As Regras Mínimas para o Tratamento dos Recusos, documento da ONU que data de 1955, é bom que se lembre, já estabeleciam que a formação profissional propriamente dita, anterior ao ingresso nos cargos, e a capacitação continuada, ao longo do desempenho de suas atividades, são absolutamente indispensáveis para o pessoal penitenciário.

“1. O pessoal deve possuir um nível intelectual adequado;

2. Deve freqüentar, antes de entrar em funções, um curso de formação geral e especial e prestar provas teóricas e práticas;

3. Após a entrada em função e ao longo da sua carreira, o pessoal deve conservar e melhorar os seus conhecimentos e competências profissionais, seguindo cursos de aperfeiçoamento organizados periodicamente” 13

Já se salientou, anteriormente, que dentre o pessoal penitenciário há os portadores de profissões e os de ofícios. A formação profissional anterior ao ingresso nos cargos diz respeito, portanto, ao pessoal das áreas técnicas, que praticam “as assistências” previstas na LEP. Para habilitarem-se aos concursos públicos, uma das exigências se refere ao registro nos Conselhos Profissionais. Quanto ao pessoal da área de segurança, inexiste uma política pública de educação profissionalizante de segurança penitenciária.
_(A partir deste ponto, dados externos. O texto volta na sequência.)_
//! PostgreSQL store. Tables live in a configurable schema (see [`crate::migration`]).

use super::{BookFilter, CatalogStore, CopyFilter, DeleteOutcome};
use crate::config::AppConfig;
use crate::error::StoreError;
use crate::migration::{
    apply_migrations, ensure_database_exists, qualified_table, AUTHORS, BOOKS, BOOK_GENRES,
    BOOK_INSTANCES, GENRES,
};
use crate::model::{
    Author, AuthorRecord, Book, BookInstance, BookInstanceRecord, BookRecord, BookStatus, Genre,
    GenreRecord,
};
use async_trait::async_trait;
use chrono::NaiveDate;
use sqlx::postgres::PgPoolOptions;
use sqlx::{PgConnection, PgPool};
use uuid::Uuid;

/// ORDER BY terms matching [`super::text_order`] for a text column.
fn text_order_by(column: &str) -> String {
    format!(r#"lower({column}) COLLATE "C", {column} COLLATE "C""#)
}

#[derive(sqlx::FromRow)]
struct AuthorRow {
    id: Uuid,
    first_name: String,
    family_name: String,
    date_of_birth: Option<NaiveDate>,
    date_of_death: Option<NaiveDate>,
}

impl From<AuthorRow> for Author {
    fn from(row: AuthorRow) -> Self {
        Author {
            id: row.id,
            first_name: row.first_name,
            family_name: row.family_name,
            date_of_birth: row.date_of_birth,
            date_of_death: row.date_of_death,
        }
    }
}

#[derive(sqlx::FromRow)]
struct GenreRow {
    id: Uuid,
    name: String,
}

impl From<GenreRow> for Genre {
    fn from(row: GenreRow) -> Self {
        Genre {
            id: row.id,
            name: row.name,
        }
    }
}

#[derive(sqlx::FromRow)]
struct BookRow {
    id: Uuid,
    title: String,
    author_id: Uuid,
    summary: String,
    isbn: String,
    genre_ids: Vec<Uuid>,
}

impl From<BookRow> for Book {
    fn from(row: BookRow) -> Self {
        Book {
            id: row.id,
            title: row.title,
            author: row.author_id,
            summary: row.summary,
            isbn: row.isbn,
            genre: row.genre_ids,
        }
    }
}

#[derive(sqlx::FromRow)]
struct CopyRow {
    id: Uuid,
    book_id: Uuid,
    imprint: String,
    status: String,
    due_back: Option<NaiveDate>,
}

impl TryFrom<CopyRow> for BookInstance {
    type Error = StoreError;

    fn try_from(row: CopyRow) -> Result<Self, Self::Error> {
        let status = row
            .status
            .parse::<BookStatus>()
            .map_err(|e| StoreError::Db(sqlx::Error::Decode(Box::new(e))))?;
        Ok(BookInstance {
            id: row.id,
            book: row.book_id,
            imprint: row.imprint,
            status,
            due_back: row.due_back,
        })
    }
}

/// Map constraint violations on writes to store errors.
fn write_error(err: sqlx::Error, kind: &'static str, value: &str) -> StoreError {
    if let sqlx::Error::Database(db) = &err {
        if db.is_unique_violation() {
            return StoreError::Duplicate {
                kind,
                value: value.to_string(),
            };
        }
        if db.is_foreign_key_violation() {
            return StoreError::MissingReference {
                kind,
                id: db.constraint().unwrap_or(value).to_string(),
            };
        }
    }
    StoreError::Db(err)
}

fn not_found(kind: &'static str, id: Uuid) -> StoreError {
    StoreError::NotFound {
        kind,
        id: id.to_string(),
    }
}

#[derive(Clone)]
pub struct PgCatalogStore {
    pool: PgPool,
    schema: String,
}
Mesmo assim, pode-se verificar que ainda são muito limitadas as iniciativas dentro dos cursos de graduação, no Brasil, de introdução de disciplinas que possibilitem o acesso a estágios na área do sistema prisional ou a conteúdos teóricos que problematizem a temática das prisões. Ainda que as formações profissionais sejam generalistas até determinada etapa dos cursos superiores, e depois se abram num leque de especializações, muito escassas são as inserções de temáticas nas universidades referentes ao campo da execução penal.

Seguidamente, comenta-se que a universidade brasileira tem sido pouco sensível, nas suas linhas de pesquisa e extensão, à questão da segurança pública, em especial à área de estudos  do sistema prisional. Há, portanto, a necessidade de uma política de fomento à pesquisa nessa área, que deveria ser estimulada por órgãos como a CAPES e o CNPq. O enfoque também deve se dirigir a cursos de especialização que aglutinem profissionais das diversas áreas, num esforço de coletivizar a discussão das práticas profissionais no campo da execução penal.(vide Plano Nacional de Segurança Pública). É importante assinalar que uma variedade de temas, fundamentais para a formação dos profissionais que atuam na área, são constantemente esquecidos, como por exemplo, a função da prisão na sociedade; a relação da criminalidade com a prisão; a produção da criminalidade; a construção das identidades profissionais no campo da execução penal; e a inserção diferenciada de cada profissão. Estas são questões básicas que constituem um núcleo comum de conhecimentos, tanto para detentores de profissão como de ofícios.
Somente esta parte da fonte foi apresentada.